Artificial Dose’s electronica bubbles under Lukas Magyar’s vocal range, made most fantastical and poppy on Red Fur to throw you off the scent of the instrumental’s wizardry. His vastly improved cleans complement rather than confound his predominantly growled affront, which goes from screamed mountain peaks to underwater volcano depths. The latter you’ll find in abundance on pre-released single Godhead, a meticulous prog-death delight. The satisfying weedle-weedle-wee style (more on that later) pops up in evolving riff sections all over the track with shifting paces conducted by drummer Sam Applebaum. His box of tricks—no matter if it’s a rhythmic underbelly or speed run—has been a source of constant wonder in Veil of Maya’s discography. He doesn’t hold back here, nor in Mother Pt. 4, riding like a sidecar to the berserk guitars that sound as if they’ll go off-piste at any second. They remarkably don’t across a five-minute-plus runtime.
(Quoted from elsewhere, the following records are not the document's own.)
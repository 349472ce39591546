use crate::Result;
use crate::harvest::{DEFAULT_MAX_ATTEMPTS, DEFAULT_REQUEST_TIMEOUT, DEFAULT_RETRY_BASE_DELAY, Endpoints, Fetcher, RegistryClient, RetryPolicy};
use camino::Utf8Path;
use core::time::Duration;
use ohno::{IntoAppError, app_err};
use serde::{Deserialize, Serialize};
use std::fs;
use std::io;

/// Name of the configuration file looked up in the current directory.
pub const DEFAULT_CONFIG_FILE: &str = "dephunt.toml";

#[derive(Debug, Clone, PartialEq, Eq, Deserialize, Serialize)]
#[serde(deny_unknown_fields, default)]
pub struct Config {
    /// Attempts per request, including the first one
    pub max_attempts: u32,

    /// Timeout for each individual network call
    #[serde(with = "humantime_serde")]
    pub request_timeout: Duration,

    /// Unit of the exponential retry backoff
    #[serde(with = "humantime_serde")]
    pub retry_base_delay: Duration,

    /// Pause between consecutive discovery page requests
    #[serde(with = "humantime_serde")]
    pub page_delay: Duration,

    /// User agent sent with every request
    pub user_agent: String,

    /// Registry base URLs
    pub endpoints: Endpoints,
}

impl Default for Config {
    fn default() -> Self {
        Self {
            max_attempts: DEFAULT_MAX_ATTEMPTS,
            request_timeout: DEFAULT_REQUEST_TIMEOUT,
            retry_base_delay: DEFAULT_RETRY_BASE_DELAY,
            page_delay: Duration::from_secs(1),
            user_agent: concat!("dephunt/", env!("CARGO_PKG_VERSION")).to_string(),
            endpoints: Endpoints::default(),
        }
    }
}

impl Config {
    /// Load configuration from a file or use defaults
    ///
    /// An explicit path must exist. Without one, `dephunt.toml` in the current
    /// directory is used if present.
    pub fn load(config_path: Option<&Utf8Path>) -> Result<Self> {
        let (final_path, text) = if let Some(path) = config_path {
            let text = fs::read_to_string(path).into_app_err_with(|| format!("reading configuration file '{path}'"))?;
            (path, text)
        } else {
            let path = Utf8Path::new(DEFAULT_CONFIG_FILE);
            match fs::read_to_string(path) {
                Ok(text) => (path, text),
                Err(e) if e.kind() == io::ErrorKind::NotFound => return Ok(Self::default()),
                Err(e) => return Err(e).into_app_err_with(|| format!("reading configuration file '{path}'")),
            }
        };

        let config: Self = toml::from_str(&text).into_app_err_with(|| format!("parsing configuration file '{final_path}'"))?;
        config
            .validate()
            .map_err(|e| app_err!("invalid configuration file '{final_path}': {e}"))?;

        Ok(config)
    }

    fn validate(&self) -> Result<()> {
        if self.max_attempts == 0 {
            return Err(app_err!("max_attempts must be at least 1"));
        }

        if self.request_timeout.is_zero() {
            return Err(app_err!("request_timeout must be greater than zero"));
        }

        if self.user_agent.trim().is_empty() {
            return Err(app_err!("user_agent must not be empty"));
        }

        Ok(())
    }

    #[must_use]
    pub const fn retry_policy(&self) -> RetryPolicy {
        RetryPolicy {
            max_attempts: self.max_attempts,
            base_delay: self.retry_base_delay,
            timeout: self.request_timeout,
        }
    }

    /// Build the client used to reach every registry
    pub fn registry_client(&self) -> Result<RegistryClient> {
        Ok(RegistryClient {
            fetcher: Fetcher::new(&self.user_agent, self.retry_policy())?,
            endpoints: self.endpoints.clone(),
            page_delay: self.page_delay,
        })
    }
}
There are ample fun-loving sides to Okubo and Danny Hauser’s borderless fretwork, whether references to their own bracketed tracknames of old ([re]connect) or an unspecified Synthwave Vegan. Hell, who could ever forget when Okubo hilariously fashioned a spoken critical mockery of their shift to djent breakdowns (the weedle-weedle-wee) by making it into its own djent breakdown on 2012’s Punisher? Even the synthwork here could sound like a sci-fi score or Owl City deep cut (Disco Kill Party).

Veil Of Maya haven’t reinvented their approach—throttling us into wonderment with some tasty, advanced playing—but instead they’re filling a maestro-shaped hole in modern metalcore. It could only be done by one of the scene’s staple acts who haven’t just kept pace with the moving heavy-music world, but dictated the standard for the next cohort of madcap internet-based djent academics. Let’s see what everyone else has got.

For fans of: Periphery, Silent Planet, Born of Osiris

‘[m]other’ by Veil Of Maya is released on 12th May on Sumerian Records.